> **Try it**:
Which lines have the string "between"? Copy all of them from the entries below.
Data under study section start
//! Equated monthly installment arithmetic.
//!
//! Money paths use `rust_decimal` throughout - no floats.

use rust_decimal::Decimal;
use serde::Serialize;

/// Errors for EMI calculation inputs.
#[derive(thiserror::Error, Debug, Clone, PartialEq, Eq)]
pub enum EmiError {
    #[error("principal must be positive")]
    NonPositivePrincipal,
    #[error("annual rate cannot be negative")]
    NegativeRate,
    #[error("tenure must be at least one month")]
    ZeroTenure,
    #[error("amount out of range")]
    Overflow,
}

/// Result of an EMI calculation.
#[derive(Debug, Clone, PartialEq, Eq, Serialize)]
pub struct EmiQuote {
    /// Fixed monthly installment, rounded to 2 decimal places.
    pub monthly_installment: Decimal,
    /// Installment times tenure.
    pub total_payable: Decimal,
    /// Total payable minus principal.
    pub total_interest: Decimal,
}

/// Compute the fixed-rate amortized installment.
///
/// Standard formula `E = P * r * (1+r)^n / ((1+r)^n - 1)` with
/// `r = annual_rate_percent / 1200`. A zero rate degenerates to straight
/// division of the principal over the tenure.
///
/// # Errors
///
/// Returns [`EmiError`] for non-positive principal, negative rate, zero
/// tenure, or arithmetic overflow.
pub fn quote(
    principal: Decimal,
    annual_rate_percent: Decimal,
    tenure_months: u32,
) -> Result<EmiQuote, EmiError> {
    if principal <= Decimal::ZERO {
        return Err(EmiError::NonPositivePrincipal);
    }
    if annual_rate_percent < Decimal::ZERO {
        return Err(EmiError::NegativeRate);
    }
    if tenure_months == 0 {
        return Err(EmiError::ZeroTenure);
    }

    let months = Decimal::from(tenure_months);

    let installment = if annual_rate_percent.is_zero() {
        principal
            .checked_div(months)
            .ok_or(EmiError::Overflow)?
            .round_dp(2)
    } else {
        let monthly_rate = annual_rate_percent
            .checked_div(Decimal::from(1200))
            .ok_or(EmiError::Overflow)?;

        // (1 + r)^n by repeated multiplication; tenure is bounded by u32
        // and practically by loan terms, so this stays cheap and exact
        // within Decimal precision.
        let base = Decimal::ONE + monthly_rate;
        let mut factor = Decimal::ONE;
        for _ in 0..tenure_months {
            factor = factor.checked_mul(base).ok_or(EmiError::Overflow)?;
        }

        let numerator = principal
            .checked_mul(monthly_rate)
            .and_then(|v| v.checked_mul(factor))
            .ok_or(EmiError::Overflow)?;
        let denominator = factor - Decimal::ONE;
        numerator
            .checked_div(denominator)
            .ok_or(EmiError::Overflow)?
            .round_dp(2)
    };

    let total_payable = installment
        .checked_mul(months)
        .ok_or(EmiError::Overflow)?
        .round_dp(2);

    Ok(EmiQuote {
        monthly_installment: installment,
        total_payable,
        total_interest: (total_payable - principal).round_dp(2),
    })
}
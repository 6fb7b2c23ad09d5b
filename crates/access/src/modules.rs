//! Static backoffice module registry and visibility filter.

use loanmitra_core::{CapabilitySet, ModuleDescriptor};

/// Every backoffice module, in navigation order. Compiled in, never stored.
pub const MODULES: &[ModuleDescriptor] = &[
    ModuleDescriptor {
        id: "dashboard",
        label: "Dashboard",
        path: "/dashboard",
        capability_tag: "dashboard",
    },
    ModuleDescriptor {
        id: "leads",
        label: "Leads",
        path: "/leads",
        capability_tag: "leads",
    },
    ModuleDescriptor {
        id: "agents",
        label: "Agents",
        path: "/agents",
        capability_tag: "agents",
    },
    ModuleDescriptor {
        id: "branches",
        label: "Branches",
        path: "/branches",
        capability_tag: "branches",
    },
    ModuleDescriptor {
        id: "registry",
        label: "Access Registry",
        path: "/registry",
        capability_tag: "superadmin",
    },
    ModuleDescriptor {
        id: "profile",
        label: "My Profile",
        path: "/profile",
        capability_tag: "profile",
    },
];

/// Order-preserving subsequence of `all` granted by `capabilities`.
#[must_use]
pub fn visible_modules<'a>(
    all: &'a [ModuleDescriptor],
    capabilities: &CapabilitySet,
) -> Vec<&'a ModuleDescriptor> {
    all.iter()
        .filter(|m| capabilities.grants(m.capability_tag))
        .collect()
}

#[cfg(test)]
mod tests {
    use super::*;
    use loanmitra_core::StaffRole;

    #[test]
    fn test_wildcard_sees_everything_in_order() {
        let visible = visible_modules(MODULES, &CapabilitySet::all());
        let ids: Vec<&str> = visible.iter().map(|m| m.id).collect();
        assert_eq!(
            ids,
            vec!["dashboard", "leads", "agents", "branches", "registry", "profile"]
        );
    }

    #[test]
    fn test_agent_defaults_hide_admin_modules() {
        let caps = CapabilitySet::defaults_for(StaffRole::Agent);
        let ids: Vec<&str> = visible_modules(MODULES, &caps).iter().map(|m| m.id).collect();
        assert_eq!(ids, vec!["dashboard", "leads", "profile"]);
    }

    #[test]
    fn test_empty_set_sees_nothing() {
        assert!(visible_modules(MODULES, &CapabilitySet::none()).is_empty());
    }
}
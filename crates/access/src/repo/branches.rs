//! Branch office repository. Plain CRUD.

use std::sync::Arc;

use loanmitra_core::{Branch, BranchKey};
use uuid::Uuid;

use crate::store::{DocumentStore, StoreError, collections, decode};

#[derive(Clone)]
pub struct BranchRepository {
    store: Arc<dyn DocumentStore>,
}

impl BranchRepository {
    #[must_use]
    pub fn new(store: Arc<dyn DocumentStore>) -> Self {
        Self { store }
    }

    /// # Errors
    ///
    /// Returns [`StoreError`] on a failed read or a malformed record.
    pub async fn get(&self, key: &BranchKey) -> Result<Option<Branch>, StoreError> {
        self.store
            .get(collections::BRANCHES, key.as_str())
            .await?
            .map(|doc| decode(collections::BRANCHES, key.as_str(), doc))
            .transpose()
    }

    /// All branches, oldest first.
    ///
    /// # Errors
    ///
    /// Returns [`StoreError`] on a failed read or a malformed record.
    pub async fn list(&self) -> Result<Vec<(BranchKey, Branch)>, StoreError> {
        self.store
            .list(collections::BRANCHES, None)
            .await?
            .into_iter()
            .map(|(key, doc)| {
                let branch = decode(collections::BRANCHES, &key, doc)?;
                Ok((BranchKey::new(key), branch))
            })
            .collect()
    }

    /// Active branches only, for the public site.
    ///
    /// # Errors
    ///
    /// Returns [`StoreError`] on a failed read or a malformed record.
    pub async fn list_active(&self) -> Result<Vec<(BranchKey, Branch)>, StoreError> {
        Ok(self
            .list()
            .await?
            .into_iter()
            .filter(|(_, b)| b.status.is_active())
            .collect())
    }

    /// # Errors
    ///
    /// Returns [`StoreError`] if serialization or the write fails.
    pub async fn create(&self, branch: &Branch) -> Result<BranchKey, StoreError> {
        let key = BranchKey::new(format!("branch-{}", Uuid::new_v4()));
        let doc = serde_json::to_value(branch).map_err(|source| StoreError::Malformed {
            path: format!("{}/{}", collections::BRANCHES, key.as_str()),
            source,
        })?;
        self.store
            .put(collections::BRANCHES, key.as_str(), doc)
            .await?;
        Ok(key)
    }

    /// # Errors
    ///
    /// Returns [`StoreError`] if the write fails.
    pub async fn update(
        &self,
        key: &BranchKey,
        partial: serde_json::Value,
    ) -> Result<(), StoreError> {
        self.store
            .update(collections::BRANCHES, key.as_str(), partial)
            .await
    }

    /// # Errors
    ///
    /// Returns [`StoreError`] if the write fails.
    pub async fn deactivate(&self, key: &BranchKey) -> Result<(), StoreError> {
        self.update(key, serde_json::json!({ "status": "inactive" }))
            .await
    }
}
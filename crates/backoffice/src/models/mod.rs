//! Session models for the backoffice.

use serde::{Deserialize, Serialize};

use loanmitra_core::{AccessTier, CapabilitySet, Email};

/// Session keys used by the backoffice.
pub mod session_keys {
    /// Key for the current staff member.
    pub const CURRENT_STAFF: &str = "current_staff";
}

/// The signed-in staff member, stored in the session after login.
///
/// The tier and capability set are resolved once at sign-in; staff must
/// sign in again to pick up registry changes, which keeps every request
/// from re-reading four registries.
#[derive(Debug, Clone, Serialize, Deserialize)]
pub struct CurrentStaff {
    pub email: Email,
    pub tier: AccessTier,
    pub capabilities: CapabilitySet,
}

impl CurrentStaff {
    /// Whether this staff member may use a module, honoring the admin
    /// bypass.
    #[must_use]
    pub fn can_access(&self, capability: &str) -> bool {
        self.tier.bypasses_capability_checks() || self.capabilities.grants(capability)
    }
}

#[cfg(test)]
#[allow(clippy::unwrap_used)]
mod tests {
    use super::*;
    use loanmitra_core::StaffRole;

    #[test]
    fn test_can_access_respects_bypass_and_grants() {
        let agent = CurrentStaff {
            email: Email::parse("asha@x.com").unwrap(),
            tier: AccessTier::Agent,
            capabilities: CapabilitySet::defaults_for(StaffRole::Agent),
        };
        assert!(agent.can_access("leads"));
        assert!(!agent.can_access("registry"));

        let admin = CurrentStaff {
            email: Email::parse("ops@x.com").unwrap(),
            tier: AccessTier::Admin,
            capabilities: CapabilitySet::none(),
        };
        assert!(admin.can_access("registry"));
    }
}
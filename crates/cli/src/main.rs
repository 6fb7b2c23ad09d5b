//! LoanMitra CLI - migrations and one-shot maintenance tools.
//!
//! # Usage
//!
//! ```bash
//! # Run document-store schema migrations
//! lm-cli migrate
//!
//! # Seed a superuser email
//! lm-cli seed superuser -e root@loanmitra.in
//!
//! # Copy collections between two store instances
//! lm-cli copy --source postgres://... --dest postgres://... -c agents -c leads
//!
//! # Re-key admin_users documents by email
//! lm-cli rekey admin-users
//!
//! # Fold the legacy registries into the consolidated registry
//! lm-cli consolidate
//! ```
//!
//! These are one-shot human-invoked utilities, not part of the running
//! request path.

#![cfg_attr(not(test), forbid(unsafe_code))]

use clap::{Parser, Subcommand};

mod commands;

#[derive(Parser)]
#[command(name = "lm-cli")]
#[command(author, version, about = "LoanMitra CLI tools")]
struct Cli {
    #[command(subcommand)]
    command: Commands,
}

#[derive(Subcommand)]
enum Commands {
    /// Run document-store schema migrations
    Migrate,
    /// Seed registry data
    Seed {
        #[command(subcommand)]
        target: SeedTarget,
    },
    /// Copy collections between two store instances
    Copy {
        /// Source database URL
        #[arg(long)]
        source: String,

        /// Destination database URL
        #[arg(long)]
        dest: String,

        /// Collections to copy (default: all known collections)
        #[arg(short, long)]
        collection: Vec<String>,
    },
    /// Re-key documents from one collection shape to another
    Rekey {
        #[command(subcommand)]
        target: RekeyTarget,
    },
    /// Fold the legacy registries into the consolidated registry
    Consolidate,
}

#[derive(Subcommand)]
enum SeedTarget {
    /// Add a superuser email to both registries
    Superuser {
        /// Email address
        #[arg(short, long)]
        email: String,
    },
}

#[derive(Subcommand)]
enum RekeyTarget {
    /// Re-key admin_users documents to be keyed by email
    AdminUsers,
}

#[tokio::main]
async fn main() {
    tracing_subscriber::fmt::init();

    let cli = Cli::parse();

    let result: Result<(), Box<dyn std::error::Error>> = run(cli).await;

    if let Err(e) = result {
        tracing::error!("Command failed: {e}");
        std::process::exit(1);
    }
}

async fn run(cli: Cli) -> Result<(), Box<dyn std::error::Error>> {
    match cli.command {
        Commands::Migrate => commands::migrate::run().await?,
        Commands::Seed { target } => match target {
            SeedTarget::Superuser { email } => commands::seed::superuser(&email).await?,
        },
        Commands::Copy {
            source,
            dest,
            collection,
        } => commands::copy::run(&source, &dest, &collection).await?,
        Commands::Rekey { target } => match target {
            RekeyTarget::AdminUsers => commands::rekey::admin_users().await?,
        },
        Commands::Consolidate => commands::consolidate::run().await?,
    }
    Ok(())
}
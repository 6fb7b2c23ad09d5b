//! Route-guard decisions.
//!
//! Denial is an outcome here, never an error: HTTP middleware and the
//! navigation layer turn the decision into a redirect or a 403, and the
//! decision itself carries which message to show.

use loanmitra_core::Email;

use crate::resolver::TierResolution;

/// Why the caller is being sent to the login screen.
#[derive(Debug, Clone, Copy, PartialEq, Eq)]
pub enum LoginReason {
    /// No session at all.
    NotSignedIn,
    /// Valid session, but no registry grants access.
    NotAuthorized,
}

/// Terminal guard decision for a routing attempt.
#[derive(Debug, Clone, Copy, PartialEq, Eq)]
pub enum GuardDecision {
    Authorized,
    RedirectToLogin(LoginReason),
    /// Signed in and authorized, but lacking the capability for this
    /// specific section: send to the default landing page.
    RedirectToDefault,
}

/// Decide whether a caller may enter a route.
///
/// `required_capability` is `None` for routes any authorized staff member
/// may see. Admin and Superuser bypass capability checks entirely. On a
/// capability denial an audit event naming the capability and the caller
/// is emitted; denial already happened, the event is for the record.
#[must_use]
pub fn evaluate(
    resolution: &TierResolution,
    email: Option<&Email>,
    required_capability: Option<&str>,
) -> GuardDecision {
    if !resolution.tier.is_authorized() {
        let reason = if email.is_none() {
            LoginReason::NotSignedIn
        } else {
            LoginReason::NotAuthorized
        };
        return GuardDecision::RedirectToLogin(reason);
    }

    let Some(capability) = required_capability else {
        return GuardDecision::Authorized;
    };

    if resolution.tier.bypasses_capability_checks() || resolution.capabilities.grants(capability) {
        return GuardDecision::Authorized;
    }

    tracing::warn!(
        capability,
        email = email.map_or("<unknown>", Email::as_str),
        tier = %resolution.tier,
        "capability denied"
    );
    GuardDecision::RedirectToDefault
}

#[cfg(test)]
#[allow(clippy::unwrap_used)]
mod tests {
    use super::*;
    use loanmitra_core::{AccessTier, CapabilitySet, StaffRole};

    fn resolution(tier: AccessTier, capabilities: CapabilitySet) -> TierResolution {
        TierResolution { tier, capabilities }
    }

    fn email() -> Email {
        Email::parse("asha@x.com").unwrap()
    }

    #[test]
    fn test_unauthenticated_redirects_to_login() {
        let r = resolution(AccessTier::Unauthenticated, CapabilitySet::none());
        assert_eq!(
            evaluate(&r, None, None),
            GuardDecision::RedirectToLogin(LoginReason::NotSignedIn)
        );
    }

    #[test]
    fn test_denied_session_redirects_with_not_authorized() {
        let r = resolution(AccessTier::Denied, CapabilitySet::none());
        assert_eq!(
            evaluate(&r, Some(&email()), Some("leads")),
            GuardDecision::RedirectToLogin(LoginReason::NotAuthorized)
        );
    }

    #[test]
    fn test_authorized_without_capability_requirement() {
        let r = resolution(
            AccessTier::Agent,
            CapabilitySet::defaults_for(StaffRole::Agent),
        );
        assert_eq!(evaluate(&r, Some(&email()), None), GuardDecision::Authorized);
    }

    #[test]
    fn test_capability_match_and_mismatch() {
        let r = resolution(
            AccessTier::Agent,
            CapabilitySet::defaults_for(StaffRole::Agent),
        );
        assert_eq!(
            evaluate(&r, Some(&email()), Some("leads")),
            GuardDecision::Authorized
        );
        // Wrong section while signed in: default page, not login.
        assert_eq!(
            evaluate(&r, Some(&email()), Some("agents")),
            GuardDecision::RedirectToDefault
        );
    }

    #[test]
    fn test_admin_bypasses_capability_checks() {
        let r = resolution(AccessTier::Admin, CapabilitySet::none());
        assert_eq!(
            evaluate(&r, Some(&email()), Some("registry")),
            GuardDecision::Authorized
        );
    }

    #[test]
    fn test_wildcard_capability_grants_everything() {
        let r = resolution(AccessTier::Manager, CapabilitySet::all());
        assert_eq!(
            evaluate(&r, Some(&email()), Some("registry")),
            GuardDecision::Authorized
        );
    }
}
Data under study section end
> **Written response**:
//! # Copy collections between two store instances
    /// Copy collections between two store instances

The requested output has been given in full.